Langfuse: Enterprise LLM Application Prompt Management and Observability Practices

When building enterprise LLM applications, Prompt management and observability are two often overlooked but crucial issues. AskTable has achieved complete Prompt lifecycle management and LLM call tracking through Langfuse, making AI applications truly maintainable and optimizable.

Why Do We Need Prompt Management?

Pain Points of Traditional Approaches

Many teams hardcode Prompts directly in code when developing LLM applications:

# ❌ Not recommended approach
system_prompt = """
You are a helpful SQL assistant.
Given the following database schema:
{schema}

Generate SQL query for: {question}
"""

response = openai.chat.completions.create(
    model="gpt-4",
    messages=[
        {"role": "system", "content": system_prompt.format(schema=schema)},
        {"role": "user", "content": question}
    ]
)

Problems with this approach:

•Difficult to iterate: Modifying Prompt requires code changes, testing, deployment
•Cannot rollback: Difficult to quickly revert if new Prompt has poor效果
•Lack of version control: Don't know which Prompt version has the best效果
•Cannot do A/B testing: Cannot compare effects of different Prompts
•Difficult team collaboration: Prompt engineers and development engineers are tightly coupled
•Lack of observability: Don't know the cost, latency, error rate of LLM calls

Langfuse's Solution

AskTable uses Langfuse to achieve centralized Prompt management and complete LLM call tracking:

# ✅ Recommended approach
from app.atserver.ai.llmops import get_prompt

# Get Prompt from Langfuse
prompt_client = get_prompt("agent/db_agent")
system_prompt = prompt_client.compile(meta=db_meta)
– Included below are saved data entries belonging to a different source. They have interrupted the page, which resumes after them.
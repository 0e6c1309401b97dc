//! Utility functions for the CLI.

use indicatif::{ProgressBar, ProgressStyle};
use std::ffi::OsString;
use std::path::{Path, PathBuf};

/// Create a progress bar with standard styling.
pub fn create_progress_bar(len: u64, enable: bool) -> ProgressBar {
    if !enable {
        return ProgressBar::hidden();
    }

    let pb = ProgressBar::new(len);
    pb.set_style(
        ProgressStyle::default_bar()
            .template("[{elapsed_precise}] [{bar:40.cyan/blue}] {pos}/{len} {msg}")
            .expect("progress bar template is valid")
            .progress_chars("█▓▒░ "),
    );
    pb
}

/// `input` with `suffix` appended to its file name, placed in `dir` if given.
pub fn with_suffix(input: &Path, suffix: &str, dir: Option<&Path>) -> PathBuf {
    let mut name = input
        .file_name()
        .map(OsString::from)
        .unwrap_or_else(|| OsString::from("stdin"));
    name.push(suffix);

    match dir {
        Some(dir) => dir.join(name),
        None => input.with_file_name(name),
    }
}

/// `input` with `suffix` removed from its file name, or `fallback` appended
/// when the name does not end in `suffix`.
pub fn strip_suffix(input: &Path, suffix: &str, fallback: &str) -> PathBuf {
    let name = input.file_name().and_then(|n| n.to_str()).unwrap_or("");
    match name.strip_suffix(suffix) {
        Some(stem) if !stem.is_empty() => input.with_file_name(stem),
        _ => with_suffix(input, fallback, None),
    }
}

/// Human-readable space saving, as in the listing commands of archivers.
pub fn ratio(original: usize, compressed: usize) -> String {
    if original == 0 {
        return "-".to_string();
    }
    format!(
        "{:.1}%",
        (1.0 - compressed as f64 / original as f64) * 100.0
    )
}
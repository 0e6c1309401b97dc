//! Deflate command implementation.

use crate::utils::{create_progress_bar, ratio, with_suffix};
use oxizip_flate::{compress_bound, deflate};
use rayon::prelude::*;
use std::fs;
use std::path::{Path, PathBuf};
use tracing::{info, warn};

struct Compressed {
    output: PathBuf,
    original: usize,
    compressed: usize,
}

fn deflate_file(
    file: &Path,
    dir: Option<&Path>,
    capacity: Option<usize>,
) -> Result<Compressed, Box<dyn std::error::Error + Send + Sync>> {
    let data = fs::read(file)?;
    let mut buffer = vec![0u8; capacity.unwrap_or_else(|| compress_bound(data.len()))];
    let written = deflate(&mut buffer, &data)?;

    let output = with_suffix(file, ".zz", dir);
    fs::write(&output, &buffer[..written])?;

    Ok(Compressed {
        output,
        original: data.len(),
        compressed: written,
    })
}

pub fn cmd_deflate(
    files: &[PathBuf],
    output: Option<&Path>,
    capacity: Option<usize>,
    progress: bool,
) -> Result<(), Box<dyn std::error::Error>> {
    if let Some(dir) = output {
        fs::create_dir_all(dir)?;
    }

    let pb = create_progress_bar(files.len() as u64, progress && files.len() > 1);

    let results: Vec<_> = files
        .par_iter()
        .map(|file| {
            let result = deflate_file(file, output, capacity);
            pb.inc(1);
            (file, result)
        })
        .collect();

    pb.finish_and_clear();

    let mut failed = 0usize;
    for (file, result) in results {
        match result {
            Ok(done) => {
                info!(
                    input = %file.display(),
                    output = %done.output.display(),
                    original = done.original,
                    compressed = done.compressed,
                    "deflated"
                );
                println!(
                    "{} -> {} ({} -> {} bytes, {})",
                    file.display(),
                    done.output.display(),
                    done.original,
                    done.compressed,
                    ratio(done.original, done.compressed)
                );
            }
            Err(e) => {
                warn!(input = %file.display(), error = %e, "deflate failed");
                eprintln!("{}: {}", file.display(), e);
                failed += 1;
            }
        }
    }

    if failed > 0 {
        return Err(format!("{} of {} files failed", failed, files.len()).into());
    }
    Ok(())
}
# Use Langfuse-wrapped OpenAI client
from langfuse.openai import openai
response = await openai.chat.completions.create(
    model="gpt-4",
    messages=[
        {"role": "system", "content": system_prompt},
        {"role": "user", "content": question}
    ]
)

Advantages:

•Prompts are stored on Langfuse platform, can be modified online
•Automatic version management, supports rollback
•Automatically tracks all LLM calls
•Supports A/B testing and gray release
•Team collaboration: Prompt engineers can independently optimize Prompts

Prompt Iteration and A/B Testing Process

加载图表中...

The diagram above shows the complete Prompt iteration process: create new versions on Langfuse platform, use label mechanism for gray testing, promote to production environment after verifying效果, and roll back with one click if problems are found. The entire process requires no code changes or service restarts.

Core Architecture Design

1. Prompt Management System

AskTable implemented a Prompt proxy layer supporting loading Prompts from Langfuse or local files:

class PromptProxy:
    prompt_cache: dict[str, PromptClient] | None = None
    _from_local: bool

    def __init__(self, from_local: bool):
        self._from_local = from_local
        if not self._from_local:
            # Get Prompt from Langfuse at runtime
            self.prompt_cache = None
        else:
            # Load Prompt from local assets/prompts.json
            with open("assets/prompts.json") as f:
                prompts = json.load(f)
            prompts_typed = [Prompt_Text(**prompt) for prompt in prompts]
            self.prompt_cache = {
                prompt.name: TextPromptClient(prompt) for prompt in prompts_typed
            }

    def get_prompt(self, prompt_name: str) -> PromptClient:
        if not self._from_local:
            return langfuse.get_prompt(prompt_name, label=config.observer_prompt_label)
        else:
            assert self.prompt_cache is not None, "prompt cache is not initialized"
            if prompt_name in self.prompt_cache:
                return self.prompt_cache[prompt_name]
            else:
                raise errors.NotFound

    def list_prompts(self) -> list[str]:
        if not self._from_local:
            all_prompts = get_all_prompts()
            return [prompt.name for prompt in all_prompts]
        else:
            assert self.prompt_cache is not None, "prompt cache is not initialized"
            return list(self.prompt_cache.keys())


# Global singleton
_prompt_proxy = PromptProxy(config.at_prompt_local)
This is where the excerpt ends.